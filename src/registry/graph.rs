// src/registry/graph.rs

//! Component dependency graph
//!
//! Directed graph over component ids where an edge `a -> b` means `a`
//! links against `b`. Used once per registry build to reject cycles and
//! afterwards to answer ordering and closure queries.
//!
//! All maps are ordered so every traversal, and therefore every error
//! message and link order, is the same for the same input.

use crate::error::{ConsistencyError, Result};
use std::collections::{BTreeMap, BTreeSet, VecDeque};

/// DFS marking used for back-edge detection
#[derive(Debug, Clone, Copy, PartialEq, Eq)]
enum Mark {
    /// Not reached yet
    White,
    /// On the current DFS path
    Grey,
    /// Fully explored
    Black,
}

/// A directed graph of component requirements
#[derive(Debug, Clone, Default, PartialEq, Eq)]
pub struct ComponentGraph {
    /// Key: component id, Value: ids it requires
    edges: BTreeMap<String, BTreeSet<String>>,
    /// Key: component id, Value: ids that require it
    reverse_edges: BTreeMap<String, BTreeSet<String>>,
}

impl ComponentGraph {
    /// Create a new empty graph
    pub fn new() -> Self {
        Self::default()
    }

    /// Add a component with its requirements
    ///
    /// If the component already exists, this merges the requirements.
    pub fn add_component<'a>(&mut self, id: &str, requires: impl IntoIterator<Item = &'a str>) {
        self.edges.entry(id.to_string()).or_default();
        self.reverse_edges.entry(id.to_string()).or_default();

        for dep in requires {
            self.edges.entry(dep.to_string()).or_default();
            self.reverse_edges
                .entry(dep.to_string())
                .or_default()
                .insert(id.to_string());
            self.edges
                .entry(id.to_string())
                .or_default()
                .insert(dep.to_string());
        }
    }

    /// Number of nodes in the graph
    pub fn len(&self) -> usize {
        self.edges.len()
    }

    pub fn is_empty(&self) -> bool {
        self.edges.is_empty()
    }

    pub fn contains(&self, id: &str) -> bool {
        self.edges.contains_key(id)
    }

    /// Direct requirements of a component
    pub fn dependencies(&self, id: &str) -> Option<&BTreeSet<String>> {
        self.edges.get(id)
    }

    /// Components that directly require this one
    pub fn dependents(&self, id: &str) -> Option<&BTreeSet<String>> {
        self.reverse_edges.get(id)
    }

    /// Find one cycle, if any
    ///
    /// Depth-first search with white/grey/black marking. Reaching a grey
    /// node means the edge closes a loop on the current path; the returned
    /// path starts and ends with the same id.
    pub fn find_cycle(&self) -> Option<Vec<String>> {
        let mut marks: BTreeMap<&str, Mark> =
            self.edges.keys().map(|k| (k.as_str(), Mark::White)).collect();

        for start in self.edges.keys() {
            if marks.get(start.as_str()) == Some(&Mark::White) {
                if let Some(cycle) = self.visit(start, &mut marks) {
                    return Some(cycle);
                }
            }
        }

        None
    }

    /// Explore everything reachable from `start`
    ///
    /// The stack holds the current path, each node paired with the
    /// requirements it has yet to explore, so depth is bounded by memory
    /// rather than the call stack.
    fn visit<'a>(
        &'a self,
        start: &'a str,
        marks: &mut BTreeMap<&'a str, Mark>,
    ) -> Option<Vec<String>> {
        marks.insert(start, Mark::Grey);
        let mut stack = vec![(start, self.requirements(start))];

        while let Some((node, pending)) = stack.last_mut() {
            let node = *node;
            let Some(dep) = pending.next() else {
                marks.insert(node, Mark::Black);
                stack.pop();
                continue;
            };

            match marks.get(dep.as_str()).copied().unwrap_or(Mark::White) {
                Mark::White => {
                    marks.insert(dep.as_str(), Mark::Grey);
                    stack.push((dep.as_str(), self.requirements(dep)));
                }
                Mark::Grey => {
                    let from = stack.iter().position(|(n, _)| *n == dep.as_str()).unwrap_or(0);
                    let mut cycle: Vec<String> =
                        stack[from..].iter().map(|(n, _)| n.to_string()).collect();
                    cycle.push(dep.clone());
                    return Some(cycle);
                }
                Mark::Black => {}
            }
        }

        None
    }

    fn requirements<'a>(&'a self, id: &'a str) -> impl Iterator<Item = &'a String> {
        self.edges.get(id).into_iter().flatten()
    }

    /// Fail with a `Cycle` error if the graph is not acyclic
    pub fn ensure_acyclic(&self) -> Result<()> {
        match self.find_cycle() {
            Some(path) => Err(ConsistencyError::Cycle { path }.into()),
            None => Ok(()),
        }
    }

    /// Order components so every one appears after all its requirements
    ///
    /// Kahn's algorithm; among ready nodes the smallest id goes first.
    pub fn topological_sort(&self) -> Result<Vec<String>> {
        let mut remaining: BTreeMap<&str, usize> = self
            .edges
            .iter()
            .map(|(id, deps)| (id.as_str(), deps.len()))
            .collect();

        let mut ready: BTreeSet<&str> = remaining
            .iter()
            .filter(|&(_, deg)| *deg == 0)
            .map(|(id, _)| *id)
            .collect();

        let mut order = Vec::with_capacity(self.edges.len());

        while let Some(node) = ready.pop_first() {
            order.push(node.to_string());

            if let Some(dependents) = self.reverse_edges.get(node) {
                for dependent in dependents {
                    if let Some(deg) = remaining.get_mut(dependent.as_str()) {
                        *deg = deg.saturating_sub(1);
                        if *deg == 0 {
                            ready.insert(dependent.as_str());
                        }
                    }
                }
            }
        }

        if order.len() != self.edges.len() {
            self.ensure_acyclic()?;
        }

        Ok(order)
    }

    /// All components a component requires, directly or not
    pub fn transitive_dependencies(&self, id: &str) -> BTreeSet<String> {
        Self::closure(&self.edges, id)
    }

    /// All components that require a component, directly or not
    pub fn transitive_dependents(&self, id: &str) -> BTreeSet<String> {
        Self::closure(&self.reverse_edges, id)
    }

    fn closure(adjacency: &BTreeMap<String, BTreeSet<String>>, id: &str) -> BTreeSet<String> {
        let mut seen = BTreeSet::new();
        let mut queue: VecDeque<&str> = VecDeque::new();

        if let Some(direct) = adjacency.get(id) {
            queue.extend(direct.iter().map(String::as_str));
        }

        while let Some(next) = queue.pop_front() {
            if seen.insert(next.to_string()) {
                if let Some(indirect) = adjacency.get(next) {
                    queue.extend(
                        indirect
                            .iter()
                            .map(String::as_str)
                            .filter(|n| !seen.contains(*n)),
                    );
                }
            }
        }

        seen
    }
}

#[cfg(test)]
mod tests {
    use super::*;
    use crate::error::Error;

    fn tao_like() -> ComponentGraph {
        let mut graph = ComponentGraph::new();
        graph.add_component("ACE", []);
        graph.add_component("TAO", ["ACE"]);
        graph.add_component("TAO_AnyTypeCode", ["TAO"]);
        graph.add_component("TAO_PortableServer", ["TAO_AnyTypeCode", "TAO"]);
        graph.add_component("TAO_Svc_Utils", ["TAO_PortableServer"]);
        graph
    }

    #[test]
    fn test_add_component_creates_dependency_nodes() {
        let mut graph = ComponentGraph::new();
        graph.add_component("TAO", ["ACE"]);
        assert_eq!(graph.len(), 2);
        assert!(graph.contains("ACE"));
        assert!(graph.dependents("ACE").unwrap().contains("TAO"));
    }

    #[test]
    fn test_acyclic_graph_has_no_cycle() {
        assert!(tao_like().find_cycle().is_none());
        assert!(tao_like().ensure_acyclic().is_ok());
    }

    #[test]
    fn test_find_cycle_reports_path() {
        let mut graph = tao_like();
        graph.add_component("ACE", ["TAO_Svc_Utils"]);

        let cycle = graph.find_cycle().unwrap();
        assert_eq!(
            cycle,
            vec!["ACE", "TAO_Svc_Utils", "TAO_PortableServer", "TAO", "ACE"]
        );
    }

    #[test]
    fn test_self_loop_is_a_cycle() {
        let mut graph = ComponentGraph::new();
        graph.add_component("ACE", ["ACE"]);
        assert_eq!(
            graph.find_cycle(),
            Some(vec!["ACE".to_string(), "ACE".to_string()])
        );
    }

    #[test]
    fn test_diamond_is_not_a_cycle() {
        let mut graph = ComponentGraph::new();
        graph.add_component("A", ["B", "C"]);
        graph.add_component("B", ["D"]);
        graph.add_component("C", ["D"]);
        assert!(graph.find_cycle().is_none());
    }

    #[test]
    fn test_topological_sort_orders_dependencies_first() {
        let order = tao_like().topological_sort().unwrap();
        assert_eq!(
            order,
            vec!["ACE", "TAO", "TAO_AnyTypeCode", "TAO_PortableServer", "TAO_Svc_Utils"]
        );
    }

    #[test]
    fn test_topological_sort_rejects_cycle() {
        let mut graph = tao_like();
        graph.add_component("TAO", ["TAO_Svc_Utils"]);
        let err = graph.topological_sort().unwrap_err();
        assert!(matches!(
            err,
            Error::ConsistencyError(ConsistencyError::Cycle { .. })
        ));
    }

    #[test]
    fn test_transitive_queries() {
        let graph = tao_like();
        let deps = graph.transitive_dependencies("TAO_Svc_Utils");
        assert_eq!(deps.len(), 4);
        assert!(deps.contains("ACE"));

        let dependents = graph.transitive_dependents("TAO");
        assert_eq!(dependents.len(), 3);
        assert!(!dependents.contains("ACE"));
        assert!(graph.transitive_dependencies("ACE").is_empty());
    }

    #[test]
    fn test_deep_chain_does_not_exhaust_the_stack() {
        let ids: Vec<String> = (0..100_000).map(|i| format!("c{:06}", i)).collect();
        let mut graph = ComponentGraph::new();
        for pair in ids.windows(2) {
            graph.add_component(&pair[0], [pair[1].as_str()]);
        }
        assert_eq!(graph.len(), ids.len());
        assert!(graph.find_cycle().is_none());
        assert_eq!(graph.topological_sort().unwrap().first(), ids.last());

        // Close the chain into one long loop
        graph.add_component(&ids[ids.len() - 1], [ids[0].as_str()]);
        let cycle = graph.find_cycle().unwrap();
        assert_eq!(cycle.len(), ids.len() + 1);
        assert_eq!(cycle.first(), Some(&ids[0]));
        assert_eq!(cycle.last(), Some(&ids[0]));
    }
}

-----

Return, from the data, each line that has the word "marking" in it.

Solution to the problem =
/// DFS marking used for back-edge detection
    /// Depth-first search with white/grey/black marking. Reaching a grey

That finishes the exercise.